In April, Carlos Ingram-Lopez, a 27-year-old cooking school graduate, died in Tuscon, Arizona, after three police officers held him facedown on the ground and covered him in plastic blankets. Video of the gruesome incident was released this week and shows officers pinning Ingram-Lopez down for about 12 minutes while he yells “I can’t breathe” and calls out for his grandmother. He then went into cardiac arrest and died at the scene.
The incident has roiled Tuscon and a police department that considers itself one of the more progressive ones in the country. During a press conference on Wednesday, Police Chief Chris Magnus offered his resignation, acknowledging that his department had failed to disclose the death in time and that the three officers involved had violated department policy.

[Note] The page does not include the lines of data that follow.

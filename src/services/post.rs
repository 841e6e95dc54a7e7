//! Post service
//!
//! Listing returns insertion order; clients that want newest-first
//! reorder locally. Creation performs no field validation - the posts
//! form is a demo surface and empty titles are accepted.

use crate::db::repositories::PostRepository;
use crate::models::{CreatePostInput, Post};
use anyhow::Result;
use std::sync::Arc;

/// Post service
pub struct PostService {
    post_repo: Arc<dyn PostRepository>,
}

impl PostService {
    /// Create a new post service with the given repository
    pub fn new(post_repo: Arc<dyn PostRepository>) -> Self {
        Self { post_repo }
    }

    /// List all posts in insertion order
    pub async fn list(&self) -> Result<Vec<Post>> {
        self.post_repo.list().await
    }

    /// Create a post and return it with its server-assigned id
    pub async fn create(&self, input: CreatePostInput) -> Result<Post> {
        let post = Post::new(input.title, input.content);
        self.post_repo.create(&post).await
    }
}

#[cfg(test)]
mod tests {
    use super::*;
    use crate::db::repositories::SqlxPostRepository;
    use crate::db::{create_test_pool, migrations};

    async fn setup_test_service() -> PostService {
        let pool = create_test_pool().await.expect("Failed to create test pool");
        migrations::run_migrations(&pool)
            .await
            .expect("Failed to run migrations");
        PostService::new(SqlxPostRepository::boxed(pool))
    }

    #[tokio::test]
    async fn test_create_then_list_roundtrip() {
        let service = setup_test_service().await;

        let created = service
            .create(CreatePostInput::new("T", "C"))
            .await
            .expect("Failed to create post");
        assert!(created.id > 0);

        let posts = service.list().await.expect("Failed to list posts");
        assert_eq!(posts.len(), 1);
        assert_eq!(posts[0].id, created.id);
        assert_eq!(posts[0].title, "T");
        assert_eq!(posts[0].content, "C");
    }

    #[tokio::test]
    async fn test_list_preserves_insertion_order() {
        let service = setup_test_service().await;

        for i in 1..=3 {
            service
                .create(CreatePostInput::new(format!("post {}", i), "body"))
                .await
                .expect("Failed to create post");
        }

        let posts = service.list().await.expect("Failed to list posts");
        let titles: Vec<_> = posts.iter().map(|p| p.title.as_str()).collect();
        assert_eq!(titles, vec!["post 1", "post 2", "post 3"]);
    }

    #[tokio::test]
    async fn test_empty_title_accepted() {
        let service = setup_test_service().await;

        let created = service
            .create(CreatePostInput::new("", "content without a title"))
            .await
            .expect("Empty titles pass through");
        assert_eq!(created.title, "");
    }
}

Though the three officers involved — Samuel Routledge, Ryan Starbuck, and Jonathan Jackson — have already resigned, Tuscon Mayor Regina Romero expressed outrage at the incident and said the three would have been terminated had they not done so. Romero later issued a statement saying she did not believe Magnus should step down.
Ingram-Lopez’s death comes as more stories emerge of police killings in Latino communities across the country, like that of Erik Salgado, 23, who was shot to death while driving in Oakland, California, with his pregnant girlfriend, and Andres Guardado, 18, who was shot by police in Gardena, California, while working as a security guard for an auto body shop.

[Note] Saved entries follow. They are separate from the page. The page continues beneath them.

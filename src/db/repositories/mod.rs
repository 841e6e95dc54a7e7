//! Data access repositories

pub mod post;
pub mod user;

pub use post::{PostRepository, SqlxPostRepository};
pub use user::{SqlxUserRepository, UserRepository};
//! Wire types for the API client
//!
//! These mirror the backend's response shapes but only the fields the
//! frontend consumes; unknown fields are ignored on deserialization.

use serde::{Deserialize, Serialize};

/// A user as the frontend sees one
#[derive(Debug, Clone, PartialEq, Eq, Serialize, Deserialize)]
pub struct User {
    pub id: i64,
    pub username: String,
    pub email: String,
}

/// A post as the frontend sees one
#[derive(Debug, Clone, PartialEq, Eq, Serialize, Deserialize)]
pub struct Post {
    pub id: i64,
    pub title: String,
    pub content: String,
}

/// Answer to `GET /logged_in`
#[derive(Debug, Clone, Deserialize)]
pub struct LoggedInStatus {
    pub logged_in: bool,
    #[serde(default)]
    pub user: Option<User>,
}

/// Answer to `/login` and `/signup`
#[derive(Debug, Clone, Deserialize)]
pub(crate) struct AuthPayload {
    #[allow(dead_code)]
    pub logged_in: bool,
    pub user: User,
}

/// The backend's error envelope
#[derive(Debug, Deserialize)]
pub(crate) struct ErrorEnvelope {
    pub error: ErrorDetail,
}

#[derive(Debug, Deserialize)]
pub(crate) struct ErrorDetail {
    #[allow(dead_code)]
    pub code: String,
    pub message: String,
}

The incident involving Ingram-Lopez also raises questions about a supposedly forward-thinking police department. “The idea that Tucson police are progressive is something I’ve only heard from white folks,” Alba Jaramillo, 40, a lawyer in Tuscon, told the New York Times.

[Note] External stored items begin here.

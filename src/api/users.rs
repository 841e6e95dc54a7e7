//! User API endpoints
//!
//! - GET /users - list users
//! - GET /users/{id} - get a single user
//! - POST /users - create a user record (unlike /signup, no session is
//!   started)

use axum::{
    extract::{Path, State},
    http::StatusCode,
    routing::{get, post},
    Json, Router,
};
use serde::Deserialize;

use crate::api::auth::UserResponse;
use crate::api::middleware::{ApiError, AppState};
use crate::models::SignupInput;
use crate::services::user::UserServiceError;

/// Request body for creating a user
#[derive(Debug, Deserialize)]
pub struct CreateUserRequest {
    pub username: String,
    pub email: String,
    pub password: String,
}

/// Build the users router
pub fn router() -> Router<AppState> {
    Router::new()
        .route("/", get(list_users))
        .route("/", post(create_user))
        .route("/{id}", get(get_user))
}

/// GET /users - list users in insertion order
async fn list_users(
    State(state): State<AppState>,
) -> Result<Json<Vec<UserResponse>>, ApiError> {
    let users = state
        .user_service
        .list_users()
        .await
        .map_err(|e| ApiError::internal_error(e.to_string()))?;

    Ok(Json(users.into_iter().map(Into::into).collect()))
}

/// GET /users/{id} - get a single user
async fn get_user(
    State(state): State<AppState>,
    Path(id): Path<i64>,
) -> Result<Json<UserResponse>, ApiError> {
    let user = state
        .user_service
        .get_by_id(id)
        .await
        .map_err(|e| ApiError::internal_error(e.to_string()))?
        .ok_or_else(|| ApiError::not_found(format!("User {} not found", id)))?;

    Ok(Json(user.into()))
}

/// POST /users - create a user record
async fn create_user(
    State(state): State<AppState>,
    Json(body): Json<CreateUserRequest>,
) -> Result<impl axum::response::IntoResponse, ApiError> {
    let input = SignupInput::new(body.username, body.email, body.password);

    let user = state.user_service.signup(input).await.map_err(|e| match e {
        UserServiceError::ValidationError(msg) => ApiError::validation_error(msg),
        UserServiceError::UserExists(msg) => ApiError::conflict(msg),
        _ => ApiError::internal_error(e.to_string()),
    })?;

    Ok((StatusCode::CREATED, Json(UserResponse::from(user))))
}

Below, everything we know about Ingram-Lopez’s killing.
Ingram-Lopez was experiencing a mental-health crisis when his grandmother called the police.
Ingram-Lopez’s grandmother called the police at 1 a.m. on the night of April 21, saying her grandson was drunk and behaving erratically. When the officers arrived, Ingram-Lopez appeared to be naked. The police took him into a garage and pinned him to the ground, face-down, handcuffed him, and placed a yellow plastic blanket over him. According to NPR, the autopsy report says officers also placed a “spit hood” over Ingram-Lopez, but it’s not clear if that refers to the second plastic blanket they then placed over his upper body.
While held down, Ingram-Lopez pleaded in both English and Spanish for water, yelled that he couldn’t breathe, and called out for his nana. At one point, an officer threatened to use a Taser on him if he refused to cooperate. After about 12 minutes on the ground, Ingram-Lopez stopped moving. Officers initially gave him Narcan, a medication used to block the effects of opioids, believing he had overdosed, and then administered CPR. Emergency medical personnel later arrived, but Ingram-Lopez was soon declared dead at the scene.
At the news conference on Wednesday, Chief Magnus said that the officers involved had not met the training standards for dealing with a person experiencing a mental-health crisis involving “excited delirium.”
As the Times notes, police departments across the country have for years instructed officers that people held facedown in what is known as a “prone restraint” are “more likely to die suddenly of positional asphyxia because they have difficulty expanding their chest to bring in air.” This is especially true for people showing signs of mental distress or intoxication from stimulant drugs, and guidelines state that in these situations, officers should move people onto their sides or sit them up as quickly as possible.
The medical examiner’s office ruled that Ingram-Lopez’s cause of death was undetermined.
An autopsy report by the Pima Country medical examiner’s office found that Ingram-Lopez died of sudden cardiac arrest, with physical restraint by officers and cocaine intoxication as contributing factors. Still, officials concluded that his cause of death was “undetermined” even though around the country, numerous people have died in similar circumstances, after being handcuffed and being forced into a facedown position by police, and their deaths have been ruled homicides.
They mayor said there had been a “breakdown” in the police department.
Although Ingram-Lopez died in April, it took two months for police body-camera footage to be made public, and Tuscon’s mayor said she was not made aware of his death until last week, when Chief Magnus called her.
During the press conference on Wednesday, Mayor Romero said she was deeply distressed by the incident, adding: “Events like this remind us that even some of the most progressive police departments, with some of the most forward-thinking policies and rigorous training, are not immune to failure.”
Chief Magnus said he’s asked the F.B.I. to examine the circumstances surrounding Ingram-Lopez’s death. The criminal investigation into the incident has also been sent to the county attorney’s office, which, per the Guardian, has yet to determine whether it will file criminal charges against the officers.